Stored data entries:
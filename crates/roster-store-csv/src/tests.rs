//! Integration tests for `CsvStore` against a temporary directory.

use roster_core::{
  Error as CoreError,
  campaign::DEFAULT_CAMPAIGN,
  dataset,
  record::{NewRecord, Record, Status},
  store::{CampaignStore, StoreError},
};
use tempfile::TempDir;
use tokio::time::{Duration, sleep};

use crate::{CsvStore, Error, REGISTRY_FILE};

async fn store() -> (TempDir, CsvStore) {
  let dir = TempDir::new().expect("temp dir");
  let store = CsvStore::open(dir.path()).await.expect("open store");
  (dir, store)
}

/// A store with `Ventas` registered alongside the default campaign.
async fn store_with_ventas() -> (TempDir, CsvStore) {
  let (dir, store) = store().await;
  store.add_campaign("Ventas").await.expect("add campaign");
  (dir, store)
}

fn temp_files(dir: &TempDir) -> Vec<String> {
  std::fs::read_dir(dir.path())
    .unwrap()
    .map(|e| e.unwrap().file_name().to_string_lossy().into_owned())
    .filter(|n| n.ends_with(".tmp"))
    .collect()
}

fn new_record(name: &str, id: &str, phone: &str) -> NewRecord {
  NewRecord {
    name:        name.into(),
    national_id: id.into(),
    phone:       phone.into(),
    phone2:      String::new(),
  }
}

fn validation(err: &Error) -> Option<&CoreError> { err.validation() }

// ─── Registry ────────────────────────────────────────────────────────────────

#[tokio::test]
async fn empty_registry_is_seeded_and_persisted() {
  let (dir, s) = store().await;

  let names = s.list_campaigns().await.unwrap();
  assert_eq!(names, [DEFAULT_CAMPAIGN]);

  let text = std::fs::read_to_string(dir.path().join(REGISTRY_FILE)).unwrap();
  assert_eq!(text, format!("{DEFAULT_CAMPAIGN}\n"));
}

#[tokio::test]
async fn custom_default_campaign() {
  let dir = TempDir::new().unwrap();
  let s = CsvStore::open(dir.path())
    .await
    .unwrap()
    .with_default_campaign("Inicio");
  assert_eq!(s.list_campaigns().await.unwrap(), ["Inicio"]);
}

#[tokio::test]
async fn add_campaign_registers_once_and_creates_empty_file() {
  let (_dir, s) = store().await;

  let stored = s.add_campaign("  Ventas Norte ").await.unwrap();
  assert_eq!(stored, "Ventas Norte");

  let names = s.list_campaigns().await.unwrap();
  assert_eq!(names.iter().filter(|n| *n == "Ventas Norte").count(), 1);
  assert_eq!(names, [DEFAULT_CAMPAIGN, "Ventas Norte"]);

  let path = s.campaign_path("Ventas Norte");
  assert!(path.ends_with("Ventas_Norte.csv"));
  let text = std::fs::read_to_string(&path).unwrap();
  assert_eq!(text.lines().count(), 1, "header only: {text}");
  assert!(s.load("Ventas Norte").await.unwrap().records.is_empty());
}

#[tokio::test]
async fn add_duplicate_campaign_fails() {
  let (_dir, s) = store().await;
  s.add_campaign("Ventas").await.unwrap();

  let err = s.add_campaign("Ventas").await.unwrap_err();
  assert_eq!(
    validation(&err),
    Some(&CoreError::DuplicateCampaign("Ventas".into()))
  );
  assert_eq!(s.list_campaigns().await.unwrap().len(), 2);
}

#[tokio::test]
async fn add_blank_campaign_fails() {
  let (_dir, s) = store().await;
  let err = s.add_campaign("   ").await.unwrap_err();
  assert!(matches!(validation(&err), Some(CoreError::InvalidName(_))));
}

#[tokio::test]
async fn remove_last_campaign_fails_and_leaves_registry() {
  let dir = TempDir::new().unwrap();
  let s = CsvStore::open(dir.path())
    .await
    .unwrap()
    .with_default_campaign("OnlyCampaign");
  s.list_campaigns().await.unwrap();

  let err = s.remove_campaign("OnlyCampaign").await.unwrap_err();
  assert_eq!(
    validation(&err),
    Some(&CoreError::LastCampaign("OnlyCampaign".into()))
  );
  assert_eq!(s.list_campaigns().await.unwrap(), ["OnlyCampaign"]);
}

#[tokio::test]
async fn remove_campaign_deletes_its_file() {
  let (_dir, s) = store().await;
  s.add_campaign("Ventas").await.unwrap();
  let path = s.campaign_path("Ventas");
  assert!(path.exists());

  s.remove_campaign("Ventas").await.unwrap();
  assert!(!path.exists());
  assert_eq!(s.list_campaigns().await.unwrap(), [DEFAULT_CAMPAIGN]);
}

#[tokio::test]
async fn remove_campaign_without_file_succeeds() {
  let (_dir, s) = store().await;
  s.add_campaign("Ventas").await.unwrap();
  std::fs::remove_file(s.campaign_path("Ventas")).unwrap();

  s.remove_campaign("Ventas").await.unwrap();
  assert_eq!(s.list_campaigns().await.unwrap(), [DEFAULT_CAMPAIGN]);
}

#[tokio::test]
async fn remove_unknown_campaign_fails() {
  let (_dir, s) = store().await;
  let err = s.remove_campaign("Nada").await.unwrap_err();
  assert_eq!(
    validation(&err),
    Some(&CoreError::UnknownCampaign("Nada".into()))
  );
}

// ─── Datasets ────────────────────────────────────────────────────────────────

#[tokio::test]
async fn load_missing_dataset_creates_header_only_file() {
  let (_dir, s) = store().await;
  let path = s.campaign_path(DEFAULT_CAMPAIGN);
  assert!(!path.exists());

  let snapshot = s.load(DEFAULT_CAMPAIGN).await.unwrap();
  assert!(snapshot.records.is_empty());
  let text = std::fs::read_to_string(&path).unwrap();
  assert!(text.starts_with("Nombre,Cedula,Telefono,Telefono2,Estatus,Comentario,FechaActualizacion"));
}

#[tokio::test]
async fn save_then_load_round_trips() {
  let (_dir, s) = store().await;
  let records = vec![
    Record {
      name:         "Peña, Ana \"la jefa\"".into(),
      national_id:  "V-1".into(),
      phone:        "555".into(),
      phone2:       String::new(),
      status:       Status::NoMessagingApp,
      comment:      "línea uno\nlínea dos".into(),
      last_updated: "2024-03-01 10:00:00".into(),
    },
    Record {
      name:         "Luis".into(),
      national_id:  "V-2".into(),
      phone:        "777".into(),
      phone2:       "0414".into(),
      status:       Status::from("Estado viejo"),
      comment:      String::new(),
      last_updated: String::new(),
    },
  ];

  let version = s.save("Ventas", records.clone()).await.unwrap();
  let snapshot = s.load("Ventas").await.unwrap();
  assert_eq!(snapshot.records, records);
  assert_eq!(snapshot.version, version);
}

#[tokio::test]
async fn load_backfills_in_memory_only() {
  let (_dir, s) = store().await;
  let path = s.campaign_path("Vieja");
  let original = "Nombre,Cedula,Telefono\nAna,1,555\n";
  std::fs::write(&path, original).unwrap();

  let snapshot = s.load("Vieja").await.unwrap();
  let r = &snapshot.records[0];
  assert_eq!(r.phone2, "");
  assert_eq!(r.comment, "");
  assert!(!r.last_updated.is_empty());

  assert_eq!(std::fs::read_to_string(&path).unwrap(), original);
}

#[tokio::test]
async fn version_of_backfilled_file_is_stable_across_loads() {
  let (_dir, s) = store().await;
  s.add_campaign("Vieja").await.unwrap();
  std::fs::write(s.campaign_path("Vieja"), "Nombre,Cedula,Telefono\nAna,1,555\n").unwrap();

  let seen = s.load("Vieja").await.unwrap().version;
  // Long enough for a backfilled timestamp to tick over.
  sleep(Duration::from_millis(1100)).await;
  assert_eq!(s.load("Vieja").await.unwrap().version, seen);

  let modified = s
    .modify("Vieja", Some(&seen), |records| {
      Ok((dataset::update(records, "1", Status::Called, "")?, ()))
    })
    .await
    .unwrap();
  assert_ne!(modified.version, seen);
  let after = s.load("Vieja").await.unwrap();
  assert_eq!(after.version, modified.version);
  assert_eq!(after.records[0].status, Status::Called);
}

#[tokio::test]
async fn storage_failures_are_reported_not_fatal() {
  let (dir, s) = store().await;
  // A directory where the dataset file should be makes reads fail.
  std::fs::create_dir(s.campaign_path("Rota")).unwrap();

  let err = s.load("Rota").await.unwrap_err();
  assert!(matches!(err, Error::StorageRead { .. }), "{err}");
  assert!(validation(&err).is_none());

  let err = s.save("Rota", Vec::new()).await.unwrap_err();
  assert!(matches!(err, Error::StorageWrite { .. }), "{err}");
  assert!(temp_files(&dir).is_empty(), "left behind: {:?}", temp_files(&dir));
}

// ─── Modify ──────────────────────────────────────────────────────────────────

#[tokio::test]
async fn modify_inserts_and_returns_new_version() {
  let (_dir, s) = store_with_ventas().await;
  let before = s.load("Ventas").await.unwrap();

  let modified = s
    .modify("Ventas", None, |records| {
      Ok((dataset::insert(records, new_record("Ana", "1", "555"))?, ()))
    })
    .await
    .unwrap();

  let after = s.load("Ventas").await.unwrap();
  assert_eq!(after.records.len(), 1);
  assert_eq!(after.version, modified.version);
  assert_ne!(after.version, before.version);
}

#[tokio::test]
async fn rejected_modification_leaves_file_untouched() {
  let (_dir, s) = store_with_ventas().await;
  s.modify("Ventas", None, |records| {
    Ok((dataset::insert(records, new_record("Ana", "1", "555"))?, ()))
  })
  .await
  .unwrap();
  let path = s.campaign_path("Ventas");
  let bytes_before = std::fs::read(&path).unwrap();

  let err = s
    .modify("Ventas", None, |records| {
      Ok((dataset::insert(records, new_record("Otra", "1", "999"))?, ()))
    })
    .await
    .unwrap_err();
  assert_eq!(validation(&err), Some(&CoreError::DuplicateKey("1".into())));
  assert_eq!(std::fs::read(&path).unwrap(), bytes_before);
}

#[tokio::test]
async fn modify_with_stale_version_conflicts() {
  let (_dir, s) = store_with_ventas().await;
  let stale = s.load("Ventas").await.unwrap().version;
  s.modify("Ventas", None, |records| {
    Ok((dataset::insert(records, new_record("Ana", "1", "555"))?, ()))
  })
  .await
  .unwrap();

  let err = s
    .modify("Ventas", Some(&stale), |records| {
      Ok((dataset::delete(records, "1")?, ()))
    })
    .await
    .unwrap_err();
  assert!(matches!(
    validation(&err),
    Some(CoreError::VersionConflict { .. })
  ));

  let current = s.load("Ventas").await.unwrap().version;
  let quoted = format!("\"{current}\"");
  s.modify("Ventas", Some(&quoted), |records| {
    Ok((dataset::delete(records, "1")?, ()))
  })
  .await
  .unwrap();
  assert!(s.load("Ventas").await.unwrap().records.is_empty());
}

#[tokio::test]
async fn concurrent_modifications_are_not_lost() {
  let (_dir, s) = store_with_ventas().await;

  let mut handles = Vec::new();
  for i in 0..16 {
    let s = s.clone();
    handles.push(tokio::spawn(async move {
      s.modify("Ventas", None, move |records| {
        let id = i.to_string();
        Ok((dataset::insert(records, new_record("X", &id, "1"))?, ()))
      })
      .await
      .map(|_| ())
    }));
  }
  for h in handles {
    h.await.unwrap().unwrap();
  }

  assert_eq!(s.load("Ventas").await.unwrap().records.len(), 16);
}

#[tokio::test]
async fn modify_of_unregistered_campaign_fails_without_creating_a_file() {
  let (_dir, s) = store_with_ventas().await;
  s.remove_campaign("Ventas").await.unwrap();

  let err = s
    .modify("Ventas", None, |records| {
      Ok((dataset::insert(records, new_record("Ana", "1", "555"))?, ()))
    })
    .await
    .unwrap_err();
  assert_eq!(
    validation(&err),
    Some(&CoreError::UnknownCampaign("Ventas".into()))
  );
  assert!(!s.campaign_path("Ventas").exists());
}
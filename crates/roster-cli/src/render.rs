//! Plain-text rendering of API responses.

use std::fmt::Write as _;

use roster_core::{
  query::Stats,
  record::{Record, Status},
};

/// One record per line, tab-separated, preceded by a header row.
pub fn records(records: &[Record]) -> String {
  let mut out = String::from("NAME\tNATIONAL_ID\tPHONE\tPHONE2\tSTATUS\tCOMMENT\tLAST_UPDATED\n");
  for r in records {
    let _ = writeln!(
      out,
      "{}\t{}\t{}\t{}\t{}\t{}\t{}",
      r.name, r.national_id, r.phone, r.phone2, r.status, r.comment, r.last_updated
    );
  }
  out
}

/// A single record as `key: value` lines.
pub fn record(r: &Record) -> String {
  format!(
    "name:         {}\nnational id:  {}\nphone:        {}\nphone 2:      {}\nstatus:       {}\ncomment:      {}\nlast updated: {}\n",
    r.name, r.national_id, r.phone, r.phone2, r.status, r.comment, r.last_updated
  )
}

/// `Total` followed by one line per known status label.
pub fn stats(stats: &Stats) -> String {
  let mut out = format!("Total\t{}\n", stats.total);
  for status in Status::KNOWN {
    let _ = writeln!(out, "{}\t{}", status.label(), stats.count(&status));
  }
  out
}

pub fn campaigns(names: &[String]) -> String {
  names.iter().map(|n| format!("{n}\n")).collect()
}
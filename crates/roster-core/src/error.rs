//! Error types for `roster-core`.

use thiserror::Error;

/// Validation failures raised by the pure registry and dataset operations.
///
/// Every variant is detected before anything is written, so an operation
/// that fails with one of these leaves persisted state untouched.
#[derive(Debug, Clone, PartialEq, Eq, Error)]
pub enum Error {
  #[error("invalid campaign name: {0:?}")]
  InvalidName(String),

  #[error("campaign already exists: {0}")]
  DuplicateCampaign(String),

  #[error("campaign not found: {0}")]
  UnknownCampaign(String),

  #[error("cannot remove the last campaign: {0}")]
  LastCampaign(String),

  #[error("a record with national id {0} already exists")]
  DuplicateKey(String),

  #[error("no record with national id {0}")]
  NotFound(String),

  #[error("required field is empty: {0}")]
  MissingField(&'static str),

  #[error("unrecognised status: {0:?}")]
  InvalidStatus(String),

  #[error("dataset changed since version {expected} (now {actual})")]
  VersionConflict { expected: String, actual: String },
}

pub type Result<T, E = Error> = std::result::Result<T, E>;
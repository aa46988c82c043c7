//! Core types and trait definitions for the Roster campaign store.
//!
//! No HTTP or file-system code lives here. Dataset operations are pure
//! functions over `Vec<Record>`; storage backends implement
//! [`store::CampaignStore`].

pub mod campaign;
pub mod dataset;
pub mod error;
pub mod query;
pub mod record;
pub mod store;
pub mod version;

pub use error::{Error, Result};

• _Your goal_: Only a number is wanted here: how many lines of the data hold the string "handles".

• _Exercise answer_: 3